Stephen Covey, of Seven Habits of Highly Effective People fame, said that in order to be effective, we should “Begin with the end in mind.” We can translate this to lesson planning by asking, “What do you want your students to learn?” and “How will you know they have learned?” In the above example, this teacher’s goal was for her students to write a well-organized and supported paragraph. She said she thought the topic alone would motivate her students to write. Our conversation further revealed that she believed many of her African-American students had low reading levels, which might explain why they didn’t want to do the assignment. The student mix was 80 percent African-American and 20 percent other.
Asking Questions
Mentors learn that it is vital to ask questions in a non-pejorative way. I knew I had to get her past assumptions that were borderline discriminatory or just naive without ruining our relationship. Her school’s data system allowed us to print a bar graph of that class’s reading levels without student names, and in fact the breakdown did not match what she had expected. The average reading level for the entire class ranged from above average to far above average. She had apparently not been told that her class was a pre-AP class. The data gave her the evidence she needed to change the way she approached that class.

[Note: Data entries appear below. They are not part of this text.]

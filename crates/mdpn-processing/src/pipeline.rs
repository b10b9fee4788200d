//! Ingest pipeline: validate → scan → extract → register → identify → promote → log → notify.
//!
//! Packages are processed strictly one at a time and every stage is awaited
//! in order. Only the validation gate and the malware scan end a package
//! early; every later failure is recorded as a [`StageOutcome`] and the
//! package carries on with whatever it has.

use std::path::{Path, PathBuf};
use std::sync::Arc;

use mdpn_core::constants::{FORMAT_REPORT_FILE, SCAN_REPORT_FILE, SCAN_SIDECAR_SUFFIX};
use mdpn_core::{
    AuidCanonicalizer, BagMetadata, IngestConfig, IngestStatus, PackageReport, RegistryEntry,
    Stage, StageOutcome, UploadedPackage, ValidationError,
};

use crate::archive;
use crate::traits::{FormatIdentifier, IngestLog, Notifier, Promoter, TitleRegistry, VirusScanner};
use crate::validator::PackageValidator;
use crate::walk;

/// The external services a pipeline run talks to.
#[derive(Clone)]
pub struct PipelineServices {
    pub scanner: Arc<dyn VirusScanner>,
    pub formats: Arc<dyn FormatIdentifier>,
    pub registry: Arc<dyn TitleRegistry>,
    pub promoter: Arc<dyn Promoter>,
    pub log: Arc<dyn IngestLog>,
    pub notifier: Arc<dyn Notifier>,
}

/// Reports for every package seen in one run.
#[derive(Debug, Default)]
pub struct RunSummary {
    pub reports: Vec<PackageReport>,
}

impl RunSummary {
    pub fn count(&self, status: IngestStatus) -> usize {
        self.reports.iter().filter(|r| r.status == status).count()
    }

    pub fn staged(&self) -> usize {
        self.count(IngestStatus::Staged)
    }

    pub fn len(&self) -> usize {
        self.reports.len()
    }

    pub fn is_empty(&self) -> bool {
        self.reports.is_empty()
    }
}

pub struct IngestPipeline {
    validator: PackageValidator,
    canonicalizer: AuidCanonicalizer,
    plugin_id: String,
    base_url: String,
    services: PipelineServices,
}

impl IngestPipeline {
    pub fn new(config: &IngestConfig, services: PipelineServices) -> Self {
        Self {
            validator: PackageValidator::new(config.max_au_size_bytes),
            canonicalizer: AuidCanonicalizer::default(),
            plugin_id: config.plugin_id.clone(),
            base_url: config.staging_base_url.clone(),
            services,
        }
    }

    pub fn with_canonicalizer(mut self, canonicalizer: AuidCanonicalizer) -> Self {
        self.canonicalizer = canonicalizer;
        self
    }

    /// Walk `upload_root` and process every package found, in sorted order.
    pub async fn run(&self, upload_root: &Path) -> RunSummary {
        let packages = walk::collect_packages(upload_root);
        tracing::info!(
            root = %upload_root.display(),
            count = packages.len(),
            "Found packages to ingest"
        );

        let mut summary = RunSummary::default();
        for path in packages {
            summary.reports.push(self.process_package(&path).await);
        }

        tracing::info!(
            total = summary.len(),
            staged = summary.staged(),
            "Ingest run finished"
        );
        summary
    }

    /// Push one tar through every stage. Never fails: the outcome of each
    /// stage is recorded on the returned report.
    pub async fn process_package(&self, path: &Path) -> PackageReport {
        let package = match UploadedPackage::from_path(path) {
            Ok(package) => package,
            Err(e) => {
                tracing::warn!(path = %path.display(), error = %e, "Cannot stat package");
                UploadedPackage::new(path, 0)
            }
        };
        tracing::info!(au = %package.au_name, size = package.size, "Processing package");

        let mut report = PackageReport::new(package);
        self.ingest(&mut report).await;
        self.write_logs(&mut report).await;
        self.send_notification(&mut report).await;

        tracing::info!(
            au = %report.package.au_name,
            status = %report.status,
            failures = report.failures().count(),
            "Package finished"
        );
        report
    }

    async fn ingest(&self, report: &mut PackageReport) {
        let package = report.package.clone();
        let au_name = package.au_name.as_str();

        if let Err(e) = self.validator.validate(&package) {
            report.status = match &e {
                ValidationError::UnsafeName(_) => IngestStatus::NameNotWebSafe,
                ValidationError::InvalidSize { .. } | ValidationError::Io(_) => {
                    IngestStatus::InvalidSize
                }
            };
            tracing::warn!(au = %au_name, error = %e, "Package rejected, deleting");
            report.record(StageOutcome::failed(Stage::Validation, &e));
            remove_quietly(&package.path).await;
            return;
        }
        report.record(StageOutcome::Completed {
            stage: Stage::Validation,
        });

        let sidecar = sidecar_path(&package.path);
        if let Err(e) = self.services.scanner.scan(&package.path, &sidecar).await {
            report.status = IngestStatus::ScanFailed;
            tracing::error!(au = %au_name, error = %e, "Malware scan failed, deleting package");
            report.record(StageOutcome::failed(Stage::Scan, &e));
            remove_quietly(&package.path).await;
            remove_quietly(&sidecar).await;
            return;
        }
        report.record(StageOutcome::Completed { stage: Stage::Scan });

        let upload_dir = package.upload_dir().to_path_buf();
        let au_dir = upload_dir.join(au_name);
        match archive::extract_bag(&package.path, &upload_dir, au_name).await {
            Ok(bag) => {
                report.metadata = bag.metadata;
                report.record(StageOutcome::Completed {
                    stage: Stage::Extraction,
                });
            }
            Err(e) => {
                tracing::warn!(au = %au_name, error = %e, "Extraction failed, continuing with empty metadata");
                report.record(StageOutcome::failed(Stage::Extraction, &e));
            }
        }

        if let Err(e) = assemble_au_dir(&package, &sidecar, &au_dir).await {
            report.status = IngestStatus::PromotionFailed;
            tracing::error!(au = %au_name, error = %e, "Cannot assemble AU directory");
            report.record(StageOutcome::failed(Stage::Promotion, &e));
            return;
        }
        report.au_dir = Some(au_dir.clone());

        let entry = self.registry_entry(au_name, &report.metadata);
        match self.services.registry.register(&entry).await {
            Ok(()) => {
                let auid = entry.auid(&self.canonicalizer);
                tracing::info!(au = %au_name, auid = %auid, "Registered AU");
                report.auid = Some(auid);
                report.record(StageOutcome::Completed {
                    stage: Stage::Registry,
                });
            }
            Err(e) => {
                tracing::warn!(au = %au_name, error = %e, "Registry update failed");
                report.record(StageOutcome::failed(Stage::Registry, &e));
            }
        }

        let format_report = au_dir.join(FORMAT_REPORT_FILE);
        match self.services.formats.identify(&au_dir, &format_report).await {
            Ok(()) => report.record(StageOutcome::Completed {
                stage: Stage::FormatIdentification,
            }),
            Err(e) => {
                tracing::warn!(au = %au_name, error = %e, "Format identification failed");
                report.record(StageOutcome::failed(Stage::FormatIdentification, &e));
            }
        }

        match self.services.promoter.promote(&au_dir).await {
            Ok(dest) => {
                tracing::info!(au = %au_name, dest = %dest.display(), "Promoted AU to staging");
                report.au_dir = Some(dest);
                report.record(StageOutcome::Completed {
                    stage: Stage::Promotion,
                });
            }
            Err(e) => {
                report.status = IngestStatus::PromotionFailed;
                tracing::error!(au = %au_name, error = %e, "Promotion failed, AU left in upload tree");
                report.record(StageOutcome::failed(Stage::Promotion, &e));
            }
        }
    }

    fn registry_entry(&self, au_name: &str, metadata: &BagMetadata) -> RegistryEntry {
        RegistryEntry::journal(
            au_name,
            metadata.organization().unwrap_or_default(),
            metadata.title_or(au_name),
            metadata.group_identifier(),
            &self.plugin_id,
            &self.base_url,
        )
    }

    async fn write_logs(&self, report: &mut PackageReport) {
        let au_name = report.package.au_name.clone();
        let record = report.to_log_record();
        let mut failed = false;

        if let Err(e) = self.services.log.append(&record).await {
            tracing::error!(au = %au_name, error = %e, "Cannot append ingest log row");
            report.record(StageOutcome::failed(Stage::Logging, &e));
            failed = true;
        }

        if let Err(e) = self.services.log.rebuild_digest().await {
            tracing::error!(au = %au_name, error = %e, "Cannot rebuild ingest log digest");
            report.record(StageOutcome::failed(Stage::Logging, &e));
            failed = true;
        }

        let identified = matches!(
            report.outcome(Stage::FormatIdentification),
            Some(StageOutcome::Completed { .. })
        );
        if let (true, Some(au_dir)) = (identified, report.au_dir.clone()) {
            let format_report = au_dir.join(FORMAT_REPORT_FILE);
            if let Err(e) = self
                .services
                .log
                .merge_format_report(&record, &format_report)
                .await
            {
                tracing::warn!(au = %au_name, error = %e, "Cannot merge format report");
                report.record(StageOutcome::failed(Stage::Logging, &e));
                failed = true;
            }
        }

        if !failed {
            report.record(StageOutcome::Completed {
                stage: Stage::Logging,
            });
        }
    }

    async fn send_notification(&self, report: &mut PackageReport) {
        let result = self.services.notifier.notify(report).await;
        match result {
            Ok(()) => report.record(StageOutcome::Completed {
                stage: Stage::Notification,
            }),
            Err(e) => {
                tracing::warn!(au = %report.package.au_name, error = %e, "Notification not sent");
                report.record(StageOutcome::failed(Stage::Notification, &e));
            }
        }
    }
}

/// `<NAME>.tar.clamav.txt` next to the tar.
pub fn sidecar_path(tar_path: &Path) -> PathBuf {
    let mut name = tar_path.file_name().unwrap_or_default().to_os_string();
    name.push(SCAN_SIDECAR_SUFFIX);
    tar_path.with_file_name(name)
}

/// Move the tar and its scan report into the AU directory.
async fn assemble_au_dir(
    package: &UploadedPackage,
    sidecar: &Path,
    au_dir: &Path,
) -> std::io::Result<()> {
    tokio::fs::create_dir_all(au_dir).await?;
    tokio::fs::rename(&package.path, au_dir.join(package.file_name())).await?;

    match tokio::fs::rename(sidecar, au_dir.join(SCAN_REPORT_FILE)).await {
        Ok(()) => Ok(()),
        Err(e) if e.kind() == std::io::ErrorKind::NotFound => {
            tracing::warn!(au = %package.au_name, "No scan report to move");
            Ok(())
        }
        Err(e) => Err(e),
    }
}

async fn remove_quietly(path: &Path) {
    match tokio::fs::remove_file(path).await {
        Ok(()) => {}
        Err(e) if e.kind() == std::io::ErrorKind::NotFound => {}
        Err(e) => tracing::warn!(path = %path.display(), error = %e, "Failed to delete file"),
    }
}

But she was still puzzled as to why her students did not follow her directions. We went back to the basics. Did her students understand the expectations of the assignment? She realized that her students needed clearer directions, as well as a class discussion about the nebulous nature of the word “honesty.” They simply needed quick remediation or more direction. In the absence of either, they had chosen to ignore the teacher rather than feel the discomfort of not being successful.
So mentoring this teacher forced me to get beyond my impulse to fix everything myself and find a way help her work beyond assumptions. I relied on the evidence we had before us in the students data and their behavior during the assignment. After the students turned in their paragraphs, we revisited the goal for the lesson. Within the month, the teacher had developed rubrics for each assignment that removed any opportunity for presumptions on her part. The students understood the goals of her assignments.
I had to set aside my Minotaur-like tendencies and lead the teacher rather than head-butting her with my solutions. I learned to let the facts—instead of myself—do the talking. She learned to use the supporting evidence to get an honest reflection of her students.
Most importantly, the students learned.